• _Your instructions_:
Please copy each line from the entries that contains the string "true".

==== Records shown ====

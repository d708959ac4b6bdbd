use crate::utils::error::GatewayError;
use crate::utils::error::recovery::Retryable;
use std::collections::HashMap;
use std::fmt;
use std::time::Duration;

/// Configuration for HTTP client behavior
#[derive(Debug, Clone)]
pub struct HttpClientConfig {
    pub timeout: Duration,
    pub connect_timeout: Duration,
    pub proxy: Option<String>,
    pub user_agent: String,
    pub default_headers: HashMap<String, String>,
}

impl Default for HttpClientConfig {
    fn default() -> Self {
        Self {
            timeout: Duration::from_secs(60),
            connect_timeout: Duration::from_secs(10),
            proxy: None,
            user_agent: concat!("venom-traffic/", env!("CARGO_PKG_VERSION")).to_string(),
            default_headers: HashMap::new(),
        }
    }
}

/// Failure of a single upstream attempt
#[derive(Debug)]
pub enum AttemptError {
    /// Upstream answered with a non-success status
    Status {
        status: u16,
        retry_after: Option<Duration>,
        message: String,
    },
    /// No response (timeout, connection failure, ...)
    Transport(reqwest::Error),
    /// The request body cannot be replayed for another attempt
    NotReplayable,
}

impl AttemptError {
    /// Convert into the error returned to callers of the client
    pub fn into_gateway_error(self, scope: &str) -> GatewayError {
        let transient = self.is_transient();
        match self {
            AttemptError::Status {
                status, message, ..
            } if transient => GatewayError::UpstreamTransient {
                scope: scope.to_string(),
                status: Some(status),
                message,
            },
            AttemptError::Status {
                status, message, ..
            } => GatewayError::UpstreamPermanent {
                scope: scope.to_string(),
                status,
                message,
            },
            AttemptError::Transport(e) if transient => GatewayError::UpstreamTransient {
                scope: scope.to_string(),
                status: None,
                message: e.to_string(),
            },
            AttemptError::Transport(e) => GatewayError::HttpClient(e),
            AttemptError::NotReplayable => GatewayError::Internal(format!(
                "request on {} could not be replayed",
                scope
            )),
        }
    }
}

impl fmt::Display for AttemptError {
    fn fmt(&self, f: &mut fmt::Formatter<'_>) -> fmt::Result {
        match self {
            AttemptError::Status {
                status, message, ..
            } => write!(f, "status {}: {}", status, message),
            AttemptError::Transport(e) => write!(f, "transport error: {}", e),
            AttemptError::NotReplayable => f.write_str("request body is not replayable"),
        }
    }
}

impl Retryable for AttemptError {
    fn is_transient(&self) -> bool {
        match self {
            AttemptError::Status { status, .. } => super::utils::ClientUtils::is_retryable_status(*status),
            AttemptError::Transport(e) => super::utils::ClientUtils::is_transient_transport(e),
            AttemptError::NotReplayable => false,
        }
    }

    fn retry_after(&self) -> Option<Duration> {
        match self {
            AttemptError::Status { retry_after, .. } => *retry_after,
            _ => None,
        }
    }
}
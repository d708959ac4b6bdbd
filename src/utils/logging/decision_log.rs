//! Opt-in decision log
//!
//! Traffic-control decisions and call outcomes are written as JSON lines by a background
//! thread. The hot path only does a non-blocking `try_send` on a bounded channel; when
//! the channel is full the event is dropped and counted. Files rotate on a fixed period,
//! old files are pruned on rotation, and writing pauses while the directory is over its
//! size budget.

use crate::config::models::DecisionLogConfig;
use crate::core::traffic_control::{Decision, Direction};
use crate::utils::error::{GatewayError, Result};
use chrono::{DateTime, Utc};
use crossbeam::channel::{self, RecvTimeoutError, Sender, TrySendError};
use serde::Serialize;
use std::fs::{self, File, OpenOptions};
use std::io::{BufWriter, Write};
use std::path::{Path, PathBuf};
use std::sync::atomic::{AtomicU64, Ordering};
use std::thread::JoinHandle;
use std::time::{Duration, Instant, SystemTime};
use tracing::{debug, error, info, warn};

const FILE_PREFIX: &str = "traffic-control-";
const FILE_SUFFIX: &str = ".jsonl";
const FLUSH_INTERVAL: Duration = Duration::from_secs(1);

/// One line of the decision log
#[derive(Debug, Clone, Serialize)]
pub struct DecisionEvent {
    pub timestamp: DateTime<Utc>,
    pub direction: Direction,
    pub scope: String,
    #[serde(skip_serializing_if = "Option::is_none")]
    pub decision: Option<&'static str>,
    #[serde(skip_serializing_if = "Option::is_none")]
    pub retry_after_ms: Option<u64>,
    /// Which identifier keyed an inbound request; the identifier itself is never logged
    #[serde(skip_serializing_if = "Option::is_none")]
    pub identifier_kind: Option<&'static str>,
    #[serde(skip_serializing_if = "Option::is_none")]
    pub success: Option<bool>,
    #[serde(skip_serializing_if = "Option::is_none")]
    pub latency_ms: Option<f64>,
}

impl DecisionEvent {
    /// A gate decision
    pub fn decision(direction: Direction, scope: &str, decision: &Decision) -> Self {
        Self {
            timestamp: Utc::now(),
            direction,
            scope: scope.to_string(),
            decision: Some(decision.as_str()),
            retry_after_ms: decision.retry_after().map(|d| d.as_millis() as u64),
            identifier_kind: None,
            success: None,
            latency_ms: None,
        }
    }

    /// The final outcome of an outbound call
    pub fn outcome(scope: &str, success: bool, latency: Duration) -> Self {
        Self {
            timestamp: Utc::now(),
            direction: Direction::Outbound,
            scope: scope.to_string(),
            decision: None,
            retry_after_ms: None,
            identifier_kind: None,
            success: Some(success),
            latency_ms: Some(latency.as_secs_f64() * 1000.0),
        }
    }

    /// Attach the inbound identifier kind
    pub fn with_identifier_kind(mut self, kind: &'static str) -> Self {
        self.identifier_kind = Some(kind);
        self
    }
}

/// Handle to the background log writer
#[derive(Debug)]
pub struct DecisionLogger {
    sender: Option<Sender<DecisionEvent>>,
    worker: Option<JoinHandle<()>>,
    dropped: AtomicU64,
}

impl DecisionLogger {
    /// Start the writer thread
    pub fn start(config: &DecisionLogConfig) -> Result<Self> {
        let dir = config.log_dir.clone().ok_or_else(|| {
            GatewayError::Config("Decision logging is enabled but no log directory is set".to_string())
        })?;
        fs::create_dir_all(&dir)?;

        let mut writer = DecisionLogWriter::new(
            dir.clone(),
            config.rotation(),
            config.retention(),
            config.max_total_bytes,
        )?;
        let (sender, receiver) = channel::bounded::<DecisionEvent>(config.channel_capacity.max(1));

        let worker = std::thread::Builder::new()
            .name("decision-log".to_string())
            .spawn(move || {
                loop {
                    match receiver.recv_timeout(FLUSH_INTERVAL) {
                        Ok(event) => writer.write(&event),
                        Err(RecvTimeoutError::Timeout) => writer.flush(),
                        Err(RecvTimeoutError::Disconnected) => break,
                    }
                }
                writer.flush();
            })?;

        info!("Decision log enabled, writing to {:?}", dir);
        Ok(Self {
            sender: Some(sender),
            worker: Some(worker),
            dropped: AtomicU64::new(0),
        })
    }

    /// Queue an event without blocking
    pub fn log(&self, event: DecisionEvent) {
        let Some(sender) = &self.sender else {
            return;
        };
        match sender.try_send(event) {
            Ok(()) => {}
            Err(TrySendError::Full(_)) => {
                self.dropped.fetch_add(1, Ordering::Relaxed);
            }
            Err(TrySendError::Disconnected(_)) => {
                self.dropped.fetch_add(1, Ordering::Relaxed);
                error!("Decision log writer has stopped");
            }
        }
    }

    /// Events dropped because the channel was full
    pub fn dropped(&self) -> u64 {
        self.dropped.load(Ordering::Relaxed)
    }
}

impl Drop for DecisionLogger {
    fn drop(&mut self) {
        // Closing the channel lets the writer drain, flush and exit.
        self.sender.take();
        if let Some(worker) = self.worker.take() {
            if worker.join().is_err() {
                error!("Decision log writer panicked");
            }
        }
    }
}

/// File side of the decision log, owned by the writer thread
#[derive(Debug)]
pub(crate) struct DecisionLogWriter {
    dir: PathBuf,
    rotation: Duration,
    retention: Duration,
    max_total_bytes: u64,
    current: Option<BufWriter<File>>,
    opened_at: Option<Instant>,
    total_bytes: u64,
    sequence: u64,
    paused: bool,
}

impl DecisionLogWriter {
    pub(crate) fn new(
        dir: PathBuf,
        rotation: Duration,
        retention: Duration,
        max_total_bytes: u64,
    ) -> Result<Self> {
        let total_bytes = directory_size(&dir)?;
        Ok(Self {
            dir,
            rotation,
            retention,
            max_total_bytes,
            current: None,
            opened_at: None,
            total_bytes,
            sequence: 0,
            paused: false,
        })
    }

    pub(crate) fn write(&mut self, event: &DecisionEvent) {
        let line = match serde_json::to_string(event) {
            Ok(line) => line,
            Err(e) => {
                warn!("Failed to serialize decision event: {}", e);
                return;
            }
        };
        let bytes = line.len() as u64 + 1;

        if self.rotation_due() {
            self.rotate();
        }

        if self.total_bytes + bytes > self.max_total_bytes {
            if !self.paused {
                warn!(
                    max_total_bytes = self.max_total_bytes,
                    "Decision log directory over budget, pausing until next rotation"
                );
                self.paused = true;
            }
            return;
        }

        let Some(file) = self.current.as_mut() else {
            return;
        };
        match writeln!(file, "{}", line) {
            Ok(()) => self.total_bytes += bytes,
            Err(e) => error!("Failed to write decision log: {}", e),
        }
    }

    pub(crate) fn flush(&mut self) {
        if let Some(file) = self.current.as_mut() {
            if let Err(e) = file.flush() {
                error!("Failed to flush decision log: {}", e);
            }
        }
    }

    fn rotation_due(&self) -> bool {
        match self.opened_at {
            Some(opened) => opened.elapsed() >= self.rotation,
            None => true,
        }
    }

    fn rotate(&mut self) {
        self.flush();
        self.current = None;

        if let Err(e) = self.prune() {
            warn!("Failed to prune decision logs: {}", e);
        }
        match directory_size(&self.dir) {
            Ok(size) => self.total_bytes = size,
            Err(e) => warn!("Failed to measure decision log directory: {}", e),
        }

        self.sequence += 1;
        let path = self.dir.join(format!(
            "{}{}-{}{}",
            FILE_PREFIX,
            Utc::now().format("%Y%m%dT%H%M%S"),
            self.sequence,
            FILE_SUFFIX
        ));
        match OpenOptions::new().create(true).append(true).open(&path) {
            Ok(file) => {
                debug!("Opened decision log file {:?}", path);
                self.current = Some(BufWriter::new(file));
                self.paused = false;
            }
            Err(e) => error!("Failed to open decision log file {:?}: {}", path, e),
        }
        self.opened_at = Some(Instant::now());
    }

    /// Delete log files older than the retention period
    fn prune(&self) -> std::io::Result<()> {
        let cutoff = SystemTime::now()
            .checked_sub(self.retention)
            .unwrap_or(SystemTime::UNIX_EPOCH);

        for entry in fs::read_dir(&self.dir)? {
            let entry = entry?;
            if !is_log_file(&entry.path()) {
                continue;
            }
            let modified = entry.metadata()?.modified()?;
            if modified < cutoff {
                debug!("Removing expired decision log {:?}", entry.path());
                fs::remove_file(entry.path())?;
            }
        }
        Ok(())
    }
}

fn is_log_file(path: &Path) -> bool {
    path.file_name()
        .and_then(|name| name.to_str())
        .is_some_and(|name| name.starts_with(FILE_PREFIX) && name.ends_with(FILE_SUFFIX))
}

fn directory_size(dir: &Path) -> Result<u64> {
    let mut total = 0;
    for entry in fs::read_dir(dir)? {
        let entry = entry?;
        if is_log_file(&entry.path()) {
            total += entry.metadata()?.len();
        }
    }
    Ok(total)
}
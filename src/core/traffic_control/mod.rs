//! API traffic control
//!
//! Every outbound call to an external provider and every inbound UI request passes
//! through a [`TrafficController`]. Outbound calls are scoped `provider:verb`; inbound
//! requests are keyed by endpoint group and caller identity.

pub mod anti_loop;
pub mod clock;
mod controller;
pub mod metrics;
mod types;


pub use anti_loop::{AntiLoopGuard, AntiLoopSnapshot};
pub use clock::{Clock, ManualClock, SharedClock, SystemClock};
pub use controller::{TrafficController, TrafficStatus};
pub use metrics::{DecisionCounts, ResponseCounts, ScopeMetrics, ScopeMetricsSnapshot};
pub use types::{
    Decision, Direction, InboundIdentity, InboundKey, inbound_group_scope, outbound_scope,
    retry_after_header_secs,
};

====

• _Answer box_:
                self.paused = true;
            None => true,
        match OpenOptions::new().create(true).append(true).open(&path) {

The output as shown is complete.